I have some website where I want people who have no account to allow opt-out from receiving emails. This could be achieved by just storing their email adresses in a "blacklist" table and look them up prior to sending out some mail.
To comply with data protection and for security reasons I want so store the emails encrypted/hashed in some way. I thought of simple md5(password)
, but that is too easy to crack/bruteforce. Second thought is to use bcrypt/scrypt to have a slow hashing function, but they have some salt for each entry, so I would need to hash the mail for every entry to compare. This would be rather slow with a runtime of O(n)
with n being the number of blacklisted entries.
Is there any other way to have the mails securely hashed to do a quick comparison with the blacklist? It should be O(1)
runtime, no matter how many entries there are.
You can use any key-derivation function, like PBKDF2 or even BCrypt/SCrypt.
Since the hashes must be searchable, one cannot use unique random salts. Instead we can pass a static salt, which acts as a server side key.

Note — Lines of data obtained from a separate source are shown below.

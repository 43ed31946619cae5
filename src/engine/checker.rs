//! Checker module for output judging
//!
//! A task may ship a checker program `prog/<task>chk.*`. It is invoked as
//! `checker <input> <produced output> <reference output>` and prints:
//!
//! ```text
//! OK            (anything else on the first line means wrong answer)
//! <comment>
//! <points>      (optional, defaults to 100)
//! ```
//!
//! Tasks without a checker are judged by a whitespace-insensitive comparison.

use anyhow::{Context, Result};
use std::path::{Path, PathBuf};
use std::process::Stdio;
use std::time::Duration;
use tokio::process::Command;
use tracing::debug;

use crate::core::JudgeError;

/// Default timeout for checker execution (in seconds)
pub const DEFAULT_CHECKER_TIMEOUT_SECS: u64 = 30;

/// Points awarded when the checker accepts without printing a score
const FULL_POINTS: f64 = 100.0;

/// Result of judging one output
#[derive(Debug, Clone, PartialEq)]
pub struct CheckerVerdict {
    pub accepted: bool,
    pub points: f64,
    /// Comment line printed by the checker, if any
    pub message: Option<String>,
}

impl CheckerVerdict {
    pub fn accepted(points: f64) -> Self {
        Self {
            accepted: true,
            points,
            message: None,
        }
    }

    pub fn wrong_answer(message: Option<String>) -> Self {
        Self {
            accepted: false,
            points: 0.0,
            message,
        }
    }
}

/// A compiled checker program
#[derive(Debug, Clone)]
pub struct Checker {
    path: PathBuf,
    timeout: Duration,
}

impl Checker {
    pub fn new(path: impl Into<PathBuf>) -> Self {
        Self {
            path: path.into(),
            timeout: Duration::from_secs(DEFAULT_CHECKER_TIMEOUT_SECS),
        }
    }

    pub fn with_timeout(mut self, timeout: Duration) -> Self {
        self.timeout = timeout;
        self
    }

    pub fn path(&self) -> &Path {
        &self.path
    }

    /// Run the checker on one produced output
    pub async fn check(&self, input: &Path, output: &Path, answer: &Path) -> Result<CheckerVerdict> {
        debug!(
            "Running checker: {:?} with input={:?}, output={:?}, answer={:?}",
            self.path, input, output, answer
        );

        let child = Command::new(&self.path)
            .arg(input)
            .arg(output)
            .arg(answer)
            .stdin(Stdio::null())
            .stdout(Stdio::piped())
            .stderr(Stdio::piped())
            .kill_on_drop(true)
            .spawn()
            .with_context(|| format!("Failed to spawn checker {:?}", self.path))?;

        let result = tokio::time::timeout(self.timeout, child.wait_with_output())
            .await
            .map_err(|_| JudgeError::Checker("checker timed out".to_string()))?
            .context("Failed to wait for checker")?;

        let stdout = String::from_utf8_lossy(&result.stdout);
        debug!(
            "Checker result: exit_code={:?}, stdout={}",
            result.status.code(),
            stdout.chars().take(200).collect::<String>()
        );

        Ok(parse_checker_output(&stdout)?)
    }
}

/// Interpret checker stdout
pub fn parse_checker_output(stdout: &str) -> Result<CheckerVerdict, JudgeError> {
    let lines: Vec<&str> = stdout.lines().map(str::trim).collect();
    let Some(first) = lines.first() else {
        return Err(JudgeError::Checker("Checker output is empty".to_string()));
    };

    let message = lines
        .get(1)
        .filter(|line| !line.is_empty())
        .map(|line| line.to_string());

    if *first != "OK" {
        return Ok(CheckerVerdict::wrong_answer(message));
    }

    let points = match lines.get(2).filter(|line| !line.is_empty()) {
        Some(raw) => raw.parse::<f64>().map_err(|_| {
            JudgeError::Checker(format!("Checker returned invalid points: {}", raw))
        })?,
        None => FULL_POINTS,
    };

    Ok(CheckerVerdict {
        accepted: true,
        points,
        message,
    })
}

/// Compare outputs ignoring whitespace layout within lines and trailing blank lines
pub fn compare_output(actual: &str, expected: &str) -> bool {
    let normalize = |s: &str| -> Vec<String> {
        let mut lines: Vec<String> = s
            .lines()
            .map(|line| line.split_whitespace().collect::<Vec<_>>().join(" "))
            .collect();
        while lines.last().map(|l| l.is_empty()).unwrap_or(false) {
            lines.pop();
        }
        lines
    };

    normalize(actual) == normalize(expected)
}

/// Judge a produced output against the reference, with the checker if there is one
pub async fn judge_output(
    checker: Option<&Checker>,
    input: &Path,
    output: &Path,
    answer: &Path,
) -> Result<CheckerVerdict> {
    if let Some(checker) = checker {
        return checker.check(input, output, answer).await;
    }

    let actual = tokio::fs::read(output)
        .await
        .with_context(|| format!("Failed to read output {:?}", output))?;
    let expected = tokio::fs::read(answer)
        .await
        .with_context(|| format!("Failed to read answer {:?}", answer))?;

    if compare_output(&String::from_utf8_lossy(&actual), &String::from_utf8_lossy(&expected)) {
        Ok(CheckerVerdict::accepted(FULL_POINTS))
    } else {
        Ok(CheckerVerdict::wrong_answer(None))
    }
}

#[cfg(test)]
mod tests {
    use super::*;
    use std::os::unix::fs::PermissionsExt;

    #[test]
    fn test_parse_checker_ok_default_points() {
        let verdict = parse_checker_output("OK\n").unwrap();
        assert!(verdict.accepted);
        assert_eq!(verdict.points, 100.0);
    }

    #[test]
    fn test_parse_checker_partial_points() {
        let verdict = parse_checker_output("OK\nalmost\n42\n").unwrap();
        assert_eq!(verdict.points, 42.0);
        assert_eq!(verdict.message.as_deref(), Some("almost"));

        let fractional = parse_checker_output("OK\n\n12.5\n").unwrap();
        assert_eq!(fractional.points, 12.5);
    }

    #[test]
    fn test_parse_checker_wrong_answer() {
        let verdict = parse_checker_output("WRONG\nexpected 3, got 4\n").unwrap();
        assert!(!verdict.accepted);
        assert_eq!(verdict.points, 0.0);
        assert_eq!(verdict.message.as_deref(), Some("expected 3, got 4"));
    }

    #[test]
    fn test_parse_checker_errors() {
        assert!(matches!(parse_checker_output(""), Err(JudgeError::Checker(_))));
        assert!(matches!(
            parse_checker_output("OK\n\nlots\n"),
            Err(JudgeError::Checker(_))
        ));
    }

    #[test]
    fn test_compare_output_exact_match() {
        assert!(compare_output("hello\nworld\n", "hello\nworld\n"));
    }

    #[test]
    fn test_compare_output_whitespace() {
        assert!(compare_output("1   2\t3  \nworld\n", "1 2 3\nworld"));
        assert!(compare_output("hello\nworld\n\n\n", "hello\nworld\n"));
    }

    #[test]
    fn test_compare_output_different() {
        assert!(!compare_output("hello\nworld\n", "hello\nearth\n"));
        assert!(!compare_output("12\n", "1 2\n"));
        assert!(!compare_output("a\n\nb\n", "a\nb\n"));
    }

    #[tokio::test]
    async fn test_judge_output_with_checker_script() {
        let dir = tempfile::tempdir().unwrap();
        let checker_path = dir.path().join("abcchk.e");
        std::fs::write(&checker_path, "#!/bin/sh\necho OK\necho fine\necho 60\n").unwrap();
        std::fs::set_permissions(&checker_path, std::fs::Permissions::from_mode(0o755)).unwrap();
        for name in ["in", "out", "ans"] {
            std::fs::write(dir.path().join(name), "1\n").unwrap();
        }

        let checker = Checker::new(&checker_path);
        let verdict = judge_output(
            Some(&checker),
            &dir.path().join("in"),
            &dir.path().join("out"),
            &dir.path().join("ans"),
        )
        .await
        .unwrap();
        assert_eq!(verdict.points, 60.0);
    }

    #[tokio::test]
    async fn test_judge_output_without_checker() {
        let dir = tempfile::tempdir().unwrap();
        std::fs::write(dir.path().join("out"), "3 4\n").unwrap();
        std::fs::write(dir.path().join("ans"), "3  4\n\n").unwrap();
        let verdict = judge_output(
            None,
            Path::new("/dev/null"),
            &dir.path().join("out"),
            &dir.path().join("ans"),
        )
        .await
        .unwrap();
        assert!(verdict.accepted);
    }
}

With the KDF we can benefit from the cost factor which slows down brute-forcing considerably. The static salt/key prevents brute-forcing if the attacker has access to the database, but no privileges on the server (the key remains secret), this is a typical scenario of SQL-injection. Just make sure the salt is not part of the hash-string, most implementations of BCrypt will do this, because they are designed for password hashing.
The problem with this approach is, that it is not adaptable to future faster hardware. But even if the KDF is just needing some milliseconds, this is way better than using a simple hash. Maybe you should ask this on Information Security, they may know a better alternative.